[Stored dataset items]

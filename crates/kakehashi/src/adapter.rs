//! Adapter contract.
//!
//! Every storage backend implements [`Adapter`]. Paths handed to an adapter
//! are relative to its root; [`AdapterCore`] holds the prefix and root and
//! builds the root-prepended paths, descriptors and errors every adapter
//! shares.
//!
//! Adapters must translate every native failure into one [`FsError`] kind
//! and must run their existence checks before mutating anything.

use async_trait::async_trait;
use std::time::SystemTime;

use crate::error::{BoxError, FsError, FsResult};
use crate::model::{Directory, File};
use crate::path;

/// Capability contract implemented by every storage backend.
///
/// Implementations own their transport session and are shared behind
/// `Arc<dyn Adapter>`, so all methods take `&self`.
#[async_trait]
pub trait Adapter: Send + Sync {
    /// Registry key of this adapter.
    fn prefix(&self) -> &str;

    /// Absolute root that relative paths resolve against.
    fn root_path(&self) -> &str;

    // ========================================================================
    // Session
    // ========================================================================

    /// Establish the transport session. No-op when already connected.
    ///
    /// Adapters without a session keep this default.
    async fn connect(&self) -> FsResult<()> {
        Ok(())
    }

    /// Release the transport session.
    ///
    /// Operations after `dispose` are undefined for the caller.
    async fn dispose(&self) -> FsResult<()> {
        Ok(())
    }

    // ========================================================================
    // Metadata
    // ========================================================================

    /// Stat a file. A directory at `path` is reported as `FileNotFound`.
    async fn get_file(&self, path: &str) -> FsResult<File>;

    /// Stat a directory. A file at `path` is reported as `DirectoryNotFound`.
    async fn get_directory(&self, path: &str) -> FsResult<Directory>;

    /// List the files directly inside a directory.
    ///
    /// Validates `path` with [`get_directory`](Adapter::get_directory) first.
    async fn list_files(&self, path: &str) -> FsResult<Vec<File>>;

    /// List the directories directly inside a directory.
    ///
    /// Validates `path` with [`get_directory`](Adapter::get_directory) first.
    async fn list_directories(&self, path: &str) -> FsResult<Vec<Directory>>;

    // ========================================================================
    // Mutation
    // ========================================================================

    /// Create an empty file. Fails with `FileAlreadyExists` if anything is
    /// already at `path`.
    async fn create_file(&self, path: &str) -> FsResult<File>;

    /// Create a directory and any missing parents.
    async fn create_directory(&self, path: &str) -> FsResult<()>;

    /// Delete a file after verifying it exists.
    async fn delete_file(&self, path: &str) -> FsResult<()>;

    /// Delete a directory after verifying it exists.
    async fn delete_directory(&self, path: &str, recursive: bool) -> FsResult<()>;

    /// Read a whole file after verifying it exists.
    async fn read_file(&self, path: &str) -> FsResult<Vec<u8>>;

    /// Write a whole file, replacing existing content.
    ///
    /// Without `overwrite`, an existing entry fails with `FileAlreadyExists`
    /// before anything is written.
    async fn write_file(&self, path: &str, contents: &[u8], overwrite: bool) -> FsResult<()>;

    /// Append to a file after verifying it exists.
    async fn append_file(&self, path: &str, contents: &[u8]) -> FsResult<()>;

    // ========================================================================
    // Convenience methods (default implementations)
    // ========================================================================

    /// Check if a file exists. Not-found kinds map to `false`.
    async fn file_exists(&self, path: &str) -> FsResult<bool> {
        exists(self.get_file(path).await)
    }

    /// Check if a directory exists. Not-found kinds map to `false`.
    async fn directory_exists(&self, path: &str) -> FsResult<bool> {
        exists(self.get_directory(path).await)
    }

    /// Read a whole file as UTF-8.
    async fn read_text_file(&self, path: &str) -> FsResult<String> {
        let bytes = self.read_file(path).await?;
        String::from_utf8(bytes).map_err(|e| {
            FsError::runtime(
                path::prepend_root_path(self.root_path(), path),
                self.prefix(),
                e,
            )
        })
    }

    /// Write a whole file from text.
    async fn write_text_file(&self, path: &str, contents: &str, overwrite: bool) -> FsResult<()> {
        self.write_file(path, contents.as_bytes(), overwrite).await
    }

    /// Append text to a file.
    async fn append_text_file(&self, path: &str, contents: &str) -> FsResult<()> {
        self.append_file(path, contents.as_bytes()).await
    }
}

fn exists<T>(result: FsResult<T>) -> FsResult<bool> {
    match result {
        Ok(_) => Ok(true),
        Err(e) if e.is_not_found() => Ok(false),
        Err(e) => Err(e),
    }
}

/// Prefix, root and the helpers every adapter shares.
#[derive(Debug, Clone)]
pub struct AdapterCore {
    prefix: String,
    root_path: String,
}

impl AdapterCore {
    /// Create the shared state for an adapter.
    pub fn new(prefix: impl Into<String>, root_path: impl Into<String>) -> Self {
        Self {
            prefix: prefix.into(),
            root_path: root_path.into(),
        }
    }

    /// Registry key.
    pub fn prefix(&self) -> &str {
        &self.prefix
    }

    /// Root path.
    pub fn root_path(&self) -> &str {
        &self.root_path
    }

    /// Resolve a root-relative path to an absolute backend path.
    ///
    /// Fails with `InvalidPath` when `..` segments climb above the root.
    pub fn resolve(&self, path: &str) -> FsResult<String> {
        path::resolve_within_root(&self.root_path, path)
    }

    /// Virtual path for an absolute backend path.
    pub fn virtual_path(&self, absolute: &str) -> String {
        match path::relative_to_root(&self.root_path, absolute) {
            Some(relative) => path::to_virtual_path(&self.prefix, &relative),
            None => path::to_virtual_path(&self.prefix, absolute),
        }
    }

    /// Build a [`File`] descriptor.
    pub fn file(&self, absolute: &str, size: u64, last_modified: Option<SystemTime>) -> File {
        File {
            prefix: self.prefix.clone(),
            name: path::file_name(absolute).to_string(),
            path: absolute.to_string(),
            virtual_path: self.virtual_path(absolute),
            size,
            last_modified,
        }
    }

    /// Build a [`Directory`] descriptor.
    pub fn directory(&self, absolute: &str, last_modified: Option<SystemTime>) -> Directory {
        Directory {
            prefix: self.prefix.clone(),
            name: path::file_name(absolute).to_string(),
            path: absolute.to_string(),
            virtual_path: self.virtual_path(absolute),
            last_modified,
        }
    }

    pub fn file_not_found(&self, absolute: &str) -> FsError {
        FsError::file_not_found(absolute, &self.prefix)
    }

    pub fn directory_not_found(&self, absolute: &str) -> FsError {
        FsError::directory_not_found(absolute, &self.prefix)
    }

    pub fn file_already_exists(&self, absolute: &str) -> FsError {
        FsError::file_already_exists(absolute, &self.prefix)
    }

    pub fn runtime(&self, absolute: &str, source: impl Into<BoxError>) -> FsError {
        FsError::runtime(absolute, &self.prefix, source)
    }

    pub fn connection(&self, source: impl Into<BoxError>) -> FsError {
        FsError::connection(&self.prefix, source)
    }
}

#[cfg(test)]
mod tests {
    use super::*;

    #[test]
    fn test_core_descriptors() {
        let core = AdapterCore::new("local", "/data");
        let file = core.file("/data/sub/f.txt", 5, None);
        assert_eq!(file.name, "f.txt");
        assert_eq!(file.prefix, "local");
        assert_eq!(file.virtual_path, "local://sub/f.txt");

        let dir = core.directory("/data", None);
        assert_eq!(dir.name, "data");
        assert_eq!(dir.virtual_path, "local://");
    }

    #[test]
    fn test_core_resolve() {
        let core = AdapterCore::new("local", "/data/");
        assert_eq!(core.resolve("sub//f.txt").unwrap(), "/data/sub/f.txt");
        assert_eq!(core.resolve("").unwrap(), "/data");
        assert!(core.resolve("../secret").is_err());
    }
}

Exercise details → Each line in the records above with "overwrite" must be returned.

Your solution →
    /// Without `overwrite`, an existing entry fails with `FileAlreadyExists`
    async fn write_file(&self, path: &str, contents: &[u8], overwrite: bool) -> FsResult<()>;
    async fn write_text_file(&self, path: &str, contents: &str, overwrite: bool) -> FsResult<()> {
        self.write_file(path, contents.as_bytes(), overwrite).await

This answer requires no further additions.